La lettera del medico
paralizzato dal virus
«Sono “nonno Covid”»

Cernobbio: il dottor Moltrasio racconta l’esperienza della malattia che gli ha fatto perdere l’uso delle gambe. «Così mi ha definito mia nipote Martina, di cinque anni»

«Nonno Covid. Così mi ha soprannominato Martina, mia nipote di cinque anni, che osservando attentamente mia moglie che mi aiutava a vestirmi ad un certo punto ha detto: Ma tu, non camminerai per sempre?».

Gabriele Moltrasio, stimato medico di famiglia che per anni si è preso cura di generazioni di cernobbiesi, racconta in una lunga lettera le conseguenze del Covid-19 sulla sua vita.

Il racconto

«La dura realtà del presente che ormai vivo da mesi mi si presentava attraverso le parole di una bambina – racconta - Nel lungo periodo trascorso negli ospedali di Monza e Niguarda a Milano ebbi modo di riflettere sulle parole di san Giovanni Paolo II con le quali il 22 ottobre 1978 iniziava il suo ministero “Non abbiate paura! Aprite, anzi spalancate le porte a Cristo!”».

Attento e premuroso sul lavoro, così come nella vita privata, il medico, nel ripercorrere i difficili momenti di questo ultimo anno nella sua testimonianza inviata alla Comunità Pastorale Vergine del Bisbino, sottolinea l’importanza della fede nella sua vita, nella sua lotta al nemico invisibile che ha colpito molti altri colleghi da mesi in prima linea.

La malattia

«Cristo aveva bussato nella mia vita in modo imprevisto ed imprevedibile il 14 marzo con l’infezione da Covid – spiega - e poi il precipitarsi della situazione, la rianimazione e l’esito finale: la paraplegia flaccida, l’incapacità totale dei movimenti delle gambe».

Un uomo forte che non ha timore di condividere le sensazioni di sconforto di questi mesi.

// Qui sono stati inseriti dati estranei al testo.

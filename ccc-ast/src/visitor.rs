//! Visitor pattern for AST nodes.

use crate::ast::{Block, Expr, ExprKind, FunctionDecl, Item, Program, Stmt, StmtKind};

pub trait Visitor<'ast>: Sized {
    fn visit_program(&mut self, program: &'ast Program) {
        walk_program(self, program);
    }
    fn visit_item(&mut self, item: &'ast Item) {
        walk_item(self, item);
    }
    fn visit_function_decl(&mut self, _decl: &'ast FunctionDecl) {}
    fn visit_block(&mut self, block: &'ast Block) {
        walk_block(self, block);
    }
    fn visit_stmt(&mut self, stmt: &'ast Stmt) {
        walk_stmt(self, stmt);
    }
    fn visit_expr(&mut self, expr: &'ast Expr) {
        walk_expr(self, expr);
    }
}

pub fn walk_program<'ast>(visitor: &mut impl Visitor<'ast>, program: &'ast Program) {
    for item in &program.items {
        visitor.visit_item(item);
    }
}

pub fn walk_item<'ast>(visitor: &mut impl Visitor<'ast>, item: &'ast Item) {
    match item {
        Item::Declaration(decl) => visitor.visit_function_decl(decl),
        Item::Definition(def) => {
            visitor.visit_function_decl(&def.decl);
            visitor.visit_block(&def.body);
        }
    }
}

pub fn walk_block<'ast>(visitor: &mut impl Visitor<'ast>, block: &'ast Block) {
    for stmt in &block.stmts {
        visitor.visit_stmt(stmt);
    }
}

pub fn walk_expr<'ast>(visitor: &mut impl Visitor<'ast>, expr: &'ast Expr) {
    match &expr.kind {
        ExprKind::Literal(_) => {}
        ExprKind::Variable(_) => {}
        ExprKind::Binary { op: _, lhs, rhs }
        | ExprKind::Logical { op: _, lhs, rhs }
        | ExprKind::Relational { op: _, lhs, rhs } => {
            visitor.visit_expr(lhs);
            visitor.visit_expr(rhs);
        }
        ExprKind::Unary { op: _, operand } => visitor.visit_expr(operand),
        ExprKind::Ternary {
            cond,
            then_expr,
            else_expr,
        } => {
            visitor.visit_expr(cond);
            visitor.visit_expr(then_expr);
            visitor.visit_expr(else_expr);
        }
        ExprKind::Cast { target: _, operand } => visitor.visit_expr(operand),
        ExprKind::Call { callee: _, args } => {
            for arg in args {
                visitor.visit_expr(arg);
            }
        }
    }
}

pub fn walk_stmt<'ast>(visitor: &mut impl Visitor<'ast>, stmt: &'ast Stmt) {
    match &stmt.kind {
        StmtKind::Declaration(_) => {}
        StmtKind::DeclAndAssign { decl: _, init } => visitor.visit_expr(init),
        StmtKind::Assignment { name: _, value } => visitor.visit_expr(value),
        StmtKind::AugmentedAssignment {
            op: _,
            name: _,
            value,
        } => visitor.visit_expr(value),
        StmtKind::Block(block) => visitor.visit_block(block),
        StmtKind::If { cond, body } | StmtKind::While { cond, body } => {
            visitor.visit_expr(cond);
            visitor.visit_stmt(body);
        }
        StmtKind::For {
            init,
            cond,
            update,
            body,
        } => {
            if let Some(init) = init {
                visitor.visit_stmt(init);
            }
            if let Some(cond) = cond {
                visitor.visit_expr(cond);
            }
            if let Some(update) = update {
                visitor.visit_stmt(update);
            }
            visitor.visit_stmt(body);
        }
        StmtKind::Break | StmtKind::Continue => {}
        StmtKind::Return(expr) => {
            if let Some(expr) = expr {
                visitor.visit_expr(expr);
            }
        }
        StmtKind::Expr(expr) => visitor.visit_expr(expr),
    }
}

/// Counts statement and expression nodes.
#[derive(Debug, Default)]
pub struct NodeCounter {
    pub stmts: usize,
    pub exprs: usize,
}

impl<'ast> Visitor<'ast> for NodeCounter {
    fn visit_stmt(&mut self, stmt: &'ast Stmt) {
        self.stmts += 1;
        walk_stmt(self, stmt);
    }

    fn visit_expr(&mut self, expr: &'ast Expr) {
        self.exprs += 1;
        walk_expr(self, expr);
    }
}

/// Returns the total number of statement and expression nodes in `program`.
pub fn count_nodes(program: &Program) -> usize {
    let mut counter = NodeCounter::default();
    counter.visit_program(program);
    counter.stmts + counter.exprs
}
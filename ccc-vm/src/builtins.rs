use ccc_ir::Constant;
use num_traits::ToPrimitive;
use std::collections::HashMap;

/// A native function. Anything it prints is appended to `out`.
pub type NativeFn = fn(args: &[Constant], out: &mut String) -> Option<Constant>;

/// Native functions, looked up by name when a program calls a function it only declared.
#[derive(Clone, Default)]
pub struct Builtins {
    functions: HashMap<String, (NativeFn, usize)>,
}

impl Builtins {
    pub fn new() -> Self {
        Self::default()
    }

    pub fn add_native_fn(&mut self, name: &str, func: NativeFn, arity: usize) {
        self.functions.insert(name.to_string(), (func, arity));
    }

    /// Returns the function and its arity.
    pub fn get(&self, name: &str) -> Option<(NativeFn, usize)> {
        self.functions.get(name).copied()
    }
}

/// Returns the default [`Builtins`] that should be used.
pub fn default_builtins() -> Builtins {
    let mut builtins = Builtins::new();
    builtins.add_native_fn("putint", putint, 1);
    builtins.add_native_fn("put_int", putint, 1);
    builtins.add_native_fn("putascii", putascii, 1);
    builtins
}

fn int_arg(args: &[Constant]) -> Option<i64> {
    match *args.first()? {
        Constant::I1(val) => Some(i64::from(val)),
        Constant::I8(val) => Some(i64::from(val)),
        Constant::I16(val) => Some(i64::from(val)),
        Constant::I32(val) => Some(i64::from(val)),
        Constant::I64(val) => Some(val),
        Constant::F32(val) => val.to_i64(),
        Constant::F64(val) => val.to_i64(),
    }
}

pub fn putint(args: &[Constant], out: &mut String) -> Option<Constant> {
    if let Some(val) = int_arg(args) {
        out.push_str(&format!("putint: {}\n", val));
    }
    None
}

/// Prints the low byte of its argument as a character.
pub fn putascii(args: &[Constant], out: &mut String) -> Option<Constant> {
    if let Some(val) = int_arg(args) {
        out.push(char::from(val as u8));
    }
    None
}

#[cfg(test)]
mod tests {
    use super::*;

    #[test]
    fn output_format() {
        let builtins = default_builtins();
        let mut out = String::new();
        for name in ["putint", "put_int"] {
            let (func, arity) = builtins.get(name).unwrap();
            assert_eq!(arity, 1);
            assert_eq!(func(&[Constant::I32(-12)], &mut out), None);
        }
        let (putascii, _) = builtins.get("putascii").unwrap();
        putascii(&[Constant::I32(0x41)], &mut out);
        assert_eq!(out, "putint: -12\nputint: -12\nA");
        assert!(builtins.get("printf").is_none());
    }
}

«Ho avuto ed ho paura - prosegue Moltrasio - . Una dipendenza nella quotidianità, anche nei gesti apparentemente più semplici ed automatici, a cui non avevo mai pensato e che non avevo mai sperimentato, la fatica nel processo della rieducazione, lo scoraggiamento che a volte sembra vincere quando pensi che dal punto di vista medico la tua situazione è permanente, in semplici parole una vita da riscrivere».

La solidarietà

Il dottor Moltrasio aggiunge che in questa sua «piccola via crucis» ha trovato molti cirenei.

Tante persone gli hanno scritto messaggi di vicinanza, di fede, di preghiera. Ricorda un libro regalatogli durante la degenza sull’ultima guarigione di Lourdes, citando la miracolata suor Bernardette Moriau: «Anche se in realtà non mi restavano che le lacrime per pregare…»

«Si, è vero credetemi – aggiunge - le lacrime possono diventare preghiera. Non bisogna nasconderle, non sono mai vane».

Moltrasio ricorda la giornata di sabato 10 ottobre a Villa Erba dove si è celebrata la prima comunione e cresima dei bambini della Comunità Pastorale con l’intervento del cardinale Angelo Bagnasco.

«Prima dell’inizio della celebrazione il cardinale, accompagnato da don Stefano Arcara, è venuto a salutarmi e benedirmi – conclude - e tra le altre cose mi ha detto: “Tutto sarà scritto nel libro della vita”. Nel raccontare questo episodio ad un amico egli ha aggiunto: “beh, avrebbe potuto (il Padre eterno ndr) saltare qualche capitolo…”».

E conclude: «Il Mistero sempre più Mistero, ma il Mistero che ti si fa incontro attraverso le circostanze della vita. Mia moglie aveva scritto sulla lavagna in cucina in attesa del mio ritorno: “Bentornato, si ricomincia da Uno”».